Offering a static PyPi data dump

orf · July 19, 2022, 10:33pm

In order to resolve project dependencies tools like Poetry and pip make repeated requests to a PyPi compatible API (either the simple endpoint or the newer JSON endpoint). This can sometimes result in long waits to resolve dependencies - at my work, when using a PyPi mirror without the JSON endpoint, it’s not uncommon to have to wait 30 minutes to an hour for a successful dependency resolution with Poetry for a non-trivial project.

Rust, in contrast, manages to lock complex dependency trees instantly. I believe part of the reason why is that the packaging index is distributed as a git repository, with all packages and their dependencies being expressed as JSON files. Check out the Rayon crate for example.

Would it be possible, or even a good idea, to publish periodic dumps of package data stored in PyPi in a way that doesn’t require multiple network requests to fetch?
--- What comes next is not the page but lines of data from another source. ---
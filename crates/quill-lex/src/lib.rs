//! quill-lex - Lexical Analyzer for the quill scripting language
//!
//! This crate transforms source text into an ordered vector of classified
//! tokens for the parser. Lexing is a single fail-fast pass: it returns
//! every token, or the first error with the line it occurred on.
//!
//! # Example Usage
//!
//! ```
//! use quill_lex::{tokenize, TokenKind};
//!
//! let tokens = tokenize("const x = 5").unwrap();
//! assert_eq!(tokens.len(), 4);
//! assert!(tokens[0].is(TokenKind::Keyword, "const"));
//! assert!(tokens[3].is(TokenKind::Number, 5.0));
//! ```
//!
//! # Module Structure
//!
//! - [`token`] - Token type definitions
//! - [`lexer`] - Main lexer implementation
//! - [`cursor`] - Character cursor for source traversal
//! - [`chars`] - Character classification predicates
//! - [`tables`] - Keyword, punctuation and operator tables
//! - [`error`] - Error type
//! - [`config`] - Lexer configuration
//!
//! # Token Categories
//!
//! ## Keywords
//!
//! `const`, `let`
//!
//! ## Literals
//!
//! - **Bool**: `true`, `false`
//! - **Null**: `null`
//! - **Number**: `42`, `3.5`, `1e10`, `2.5e-3`, `1_000`, `0xFF`
//! - **String**: `"hello"`, `'world'` (no escape sequences)
//!
//! ## Operators
//!
//! - **Arithmetic**: `+`, `-`, `*`, `/`, `^`, `%`
//! - **Comparison**: `>`, `>=`, `<`, `<=`, `==`, `!=`
//! - **Assignment**: `=`
//!
//! ## Punctuation
//!
//! `(` `)` Paren, `{` `}` Brace, `[` `]` Bracket, `.` Dot, `:` Colon
//!
//! ## Skipped
//!
//! Spaces, carriage returns, newlines, `// line` and `/* block */` comments.

#![warn(missing_docs)]

pub mod chars;
pub mod config;
pub mod cursor;
pub mod error;
pub mod lexer;
pub mod tables;
pub mod token;

mod edge_cases;

// Re-export main types for convenience
pub use config::{ConfigError, LexerConfig};
pub use cursor::Cursor;
pub use error::{LexError, Result};
pub use lexer::Lexer;
pub use token::{Token, TokenKind, TokenValue};

/// Tokenizes `source` with the default configuration.
pub fn tokenize(source: &str) -> Result<Vec<Token>> {
    Lexer::new(source).tokenize()
}

/// Tokenizes `source` with an explicit configuration.
pub fn tokenize_with(source: &str, config: &LexerConfig) -> Result<Vec<Token>> {
    Lexer::with_config(source, config.clone()).tokenize()
}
There are many ways to approach this, from automating commits to a git repository like crates.io does to creating a periodic sqlite database with package + dependency information at a known URL.

It seems that being able to easily access this data, offline and in bulk, could reduce requests to PyPi whilst improving the UX for end-users.

brettcannon · July 20, 2022, 9:30pm

It also has to do with the fact that Rust allows each dependency to have its own set of dependencies, and so the resolver doesn’t have to do as much work to calculate what to eventually install.

I believe distlib has some pre-processed data that it uses from a web site. There’s also GitHub - sethmlarson/pypi-data: Data about packages and maintainers on PyPI if you’re just after PyPI data as-is.

The problem with any of this is if the service goes down, you’re in trouble. There’s also the issue when the information goes stale. I have had both happen to me in regards to distlib.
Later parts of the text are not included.